Alpine heroes, old and new.

DEATH IS KIND to those we romanticize in myth, particularly when they perish young, handsome, and bravely on the slopes of a mountain. The fatal 1996 storm of Into Thin Air and last year's discovery of the corpse of George Mallory on the north side of Everest have sparked renewed interest in the Brit who may or may not have been first to scale the world's highest peak in 1924. Last year saw the publication of three books arising from the expedition that found his frozen body (offensively splashed on the cover of Outside). However, while Ghosts of Everest, The Lost Explorer, and Last Climb were preoccupied with the "did he or didn't he?" question, The Wildest Dream concentrates more on the man.


by Peter and Leni Gillman (Mountaineers Books, $27.95)

Cascade Alpine Guide I, Third Edition

by Fred Beckey (Mountaineers Books, $34.95)

Stone Palaces

by Geof Childs (Mountaineers Books $22.95)

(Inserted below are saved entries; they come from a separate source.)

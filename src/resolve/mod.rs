//! Resolution phase: one resolver per node kind.
//!
//! Every resolver is a pure function of a node and the indexed snapshot and
//! always returns a `DryRunResult`. Structural problems are carried in the
//! result, never returned as `Err`.
//! SYNC NOTE: A new node type in `parse/types.rs` needs a resolver here and a
//! branch in the matching compiler under `compile/`.

pub mod filter;
pub mod pipeline;
pub mod transform;
pub mod transition;
pub mod validator;

use serde::Serialize;

use crate::error::PolicyCheckError;
use crate::parse::types::PolicyNode;
use crate::policy::types::*;

/// Resolution outcome for one node: success data or a structural error, plus
/// the nested results of the resources it references.
#[derive(Debug, Clone, PartialEq, Serialize)]
pub struct DryRunResult<T, R = PolicyPayload> {
    pub node: PolicyNode,
    #[serde(skip_serializing_if = "Option::is_none")]
    pub data: Option<T>,
    #[serde(skip_serializing_if = "Option::is_none")]
    pub error: Option<PolicyCheckError>,
    #[serde(skip_serializing_if = "Option::is_none")]
    pub resources: Option<Vec<DryRunResult<R>>>,
}

impl<T, R> DryRunResult<T, R> {
    pub fn success(node: &PolicyNode, data: T) -> Self {
        DryRunResult {
            node: node.clone(),
            data: Some(data),
            error: None,
            resources: None,
        }
    }

    pub fn failure(node: &PolicyNode, error: PolicyCheckError) -> Self {
        DryRunResult {
            node: node.clone(),
            data: None,
            error: Some(error),
            resources: None,
        }
    }

    /// Neither data nor error: the node itself is fine but depends on a
    /// branch that failed.
    pub fn incomplete(node: &PolicyNode) -> Self {
        DryRunResult {
            node: node.clone(),
            data: None,
            error: None,
            resources: None,
        }
    }

    pub fn with_resources(mut self, resources: Vec<DryRunResult<R>>) -> Self {
        self.resources = Some(resources);
        self
    }

    pub fn is_ok(&self) -> bool {
        self.error.is_none()
    }

    pub fn map<U>(self, f: impl FnOnce(T) -> U) -> DryRunResult<U, R> {
        DryRunResult {
            node: self.node,
            data: self.data.map(f),
            error: self.error,
            resources: self.resources,
        }
    }

    pub fn map_resources<S>(self, f: impl Fn(R) -> S) -> DryRunResult<T, S> {
        DryRunResult {
            node: self.node,
            data: self.data,
            error: self.error,
            resources: self
                .resources
                .map(|rs| rs.into_iter().map(|r| r.map(&f)).collect()),
        }
    }

    /// This result's error followed by every nested error, depth first.
    pub fn errors(&self) -> Vec<PolicyCheckError> {
        let mut errors: Vec<_> = self.error.iter().cloned().collect();
        for resource in self.resources.iter().flatten() {
            errors.extend(resource.errors());
        }
        errors
    }
}

/// Data of every successful result, in order.
pub fn values<T: Clone, R>(results: &[DryRunResult<T, R>]) -> Vec<T> {
    results.iter().filter_map(|r| r.data.clone()).collect()
}

/// Every error in `results`, including nested resources.
pub fn collect_errors<T, R>(results: &[DryRunResult<T, R>]) -> Vec<PolicyCheckError> {
    results.iter().flat_map(|r| r.errors()).collect()
}

/// Appends the nested resources of `result` that carry data, recursively.
/// `result` itself is not appended.
pub fn only_non_null_resources<T>(
    mut acc: Vec<DryRunResult<PolicyPayload>>,
    result: &DryRunResult<T>,
) -> Vec<DryRunResult<PolicyPayload>> {
    for resource in result.resources.iter().flatten() {
        if resource.data.is_some() {
            acc.push(resource.clone());
        }
        acc = only_non_null_resources(acc, resource);
    }
    acc
}

/// Type-erased result data, used once branches are merged into one list.
#[derive(Debug, Clone, PartialEq, Serialize)]
#[serde(tag = "kind", content = "value", rename_all = "camelCase")]
pub enum PolicyPayload {
    TopicFilter(String),
    ClientFilter(String),
    Schema(PolicySchema),
    Script(PolicyScript),
    Validator(DataPolicyValidator),
    Operation(PolicyOperation),
    Model(BehaviorModel),
    Transition(BehaviorPolicyTransition),
    DataPolicy(DataPolicy),
    BehaviorPolicy(BehaviorPolicy),
}

impl PolicyPayload {
    /// Payloads the remote dry-run endpoint accepts.
    pub fn is_resource(&self) -> bool {
        matches!(
            self,
            PolicyPayload::Schema(_)
                | PolicyPayload::Script(_)
                | PolicyPayload::Validator(_)
                | PolicyPayload::Operation(_)
        )
    }

    pub fn kind(&self) -> &'static str {
        match self {
            PolicyPayload::TopicFilter(_) => "topicFilter",
            PolicyPayload::ClientFilter(_) => "clientFilter",
            PolicyPayload::Schema(_) => "schema",
            PolicyPayload::Script(_) => "script",
            PolicyPayload::Validator(_) => "validator",
            PolicyPayload::Operation(_) => "operation",
            PolicyPayload::Model(_) => "model",
            PolicyPayload::Transition(_) => "transition",
            PolicyPayload::DataPolicy(_) => "dataPolicy",
            PolicyPayload::BehaviorPolicy(_) => "behaviorPolicy",
        }
    }
}

#[cfg(test)]
mod tests {
    use super::*;
    use crate::parse::types::{NodeBase, OperationData, TopicFilterData};

    fn topic(id: &str) -> PolicyNode {
        PolicyNode::TopicFilter(NodeBase::new(id, TopicFilterData::default()))
    }

    fn operation(id: &str) -> PolicyNode {
        PolicyNode::Operation(NodeBase::new(id, OperationData::default()))
    }

    fn op_payload(id: &str) -> PolicyPayload {
        PolicyPayload::Operation(PolicyOperation {
            id: id.into(),
            function_id: "System.log".into(),
            arguments: Default::default(),
        })
    }

    #[test]
    fn only_non_null_resources_keeps_resources_with_data() {
        let child = DryRunResult::<PolicyPayload>::success(&operation("op-1"), op_payload("op-1"));
        let result = DryRunResult::<String>::success(&topic("t"), "a/b".into())
            .with_resources(vec![child.clone()]);

        let flat = only_non_null_resources(vec![], &result);
        assert_eq!(flat, vec![child]);
    }

    #[test]
    fn only_non_null_resources_without_resources_returns_acc() {
        let existing = DryRunResult::<PolicyPayload>::success(&operation("op-0"), op_payload("op-0"));
        let result = DryRunResult::<String>::success(&topic("t"), "a/b".into());

        let flat = only_non_null_resources(vec![existing.clone()], &result);
        assert_eq!(flat, vec![existing]);
    }

    #[test]
    fn only_non_null_resources_skips_errors_but_walks_their_children() {
        let node = operation("op-1");
        let grandchild = DryRunResult::<PolicyPayload>::success(&operation("op-2"), op_payload("op-2"));
        let child = DryRunResult::<PolicyPayload>::failure(
            &node,
            PolicyCheckError::not_configured(&node, "missing"),
        )
        .with_resources(vec![grandchild.clone()]);
        let result = DryRunResult::<String>::incomplete(&topic("t")).with_resources(vec![child]);

        let flat = only_non_null_resources(vec![], &result);
        assert_eq!(flat, vec![grandchild]);
    }

    #[test]
    fn errors_are_collected_depth_first() {
        let a = operation("a");
        let b = operation("b");
        let child = DryRunResult::<PolicyPayload>::failure(&b, PolicyCheckError::not_configured(&b, "b"));
        let result = DryRunResult::<String>::failure(&a, PolicyCheckError::not_configured(&a, "a"))
            .with_resources(vec![child]);

        let ids: Vec<_> = result.errors().into_iter().map(|e| e.id).collect();
        assert_eq!(ids, vec!["a", "b"]);
    }
}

Relying extensively on private letters and cooperative family members, Dream is a necessarily short biography of a short-lived subject (1886-1924). We learn how the bright, athletic son of a country vicar displayed an early knack for scaling walls and trees. Owing to his parents' imperfect but sketchily detailed marriage, however, the authors conclude: "It was thus not surprising that George should acquire a taste for risk." That bald and unsupportable conclusion betrays the modern tendency towards patho-biography—in other words, every adult achievement is rooted in some early trauma or malady. Did young George's "semidysfunctional family" not provide enough love? Did he excel to gain the childhood attention he never received? Boo hoo.

The fact is that Mallory was a standout athlete at Cambridge, became a pioneering climber in the Alps and Scottish Highlands, stood as a fringe figure to the Bloomsbury Group, and survived WWI—all before he first glimpsed Everest in 1921 (the first of three expeditions he undertook). The authors, both experienced mountaineering writers, do a good job of detailing Mallory's youthful accomplishments and milieu—reminiscent of Brideshead Revisited with its upper-crusty homoeroticism. There's evidence that George had a brief sexual relationship with the brother of Lytton Strachy (the latter was portrayed by Jonathan Pryce in Carrington), unsurprising given the mores of the day. The authors of Dream don't want to deal with the notion that sexuality is a social construct, but Mallory's one gay encounter seems to have been his last, as he soon entered a happy heterosexual marriage. (Then again, so did many other of his quote-unquote gay contemporaries.)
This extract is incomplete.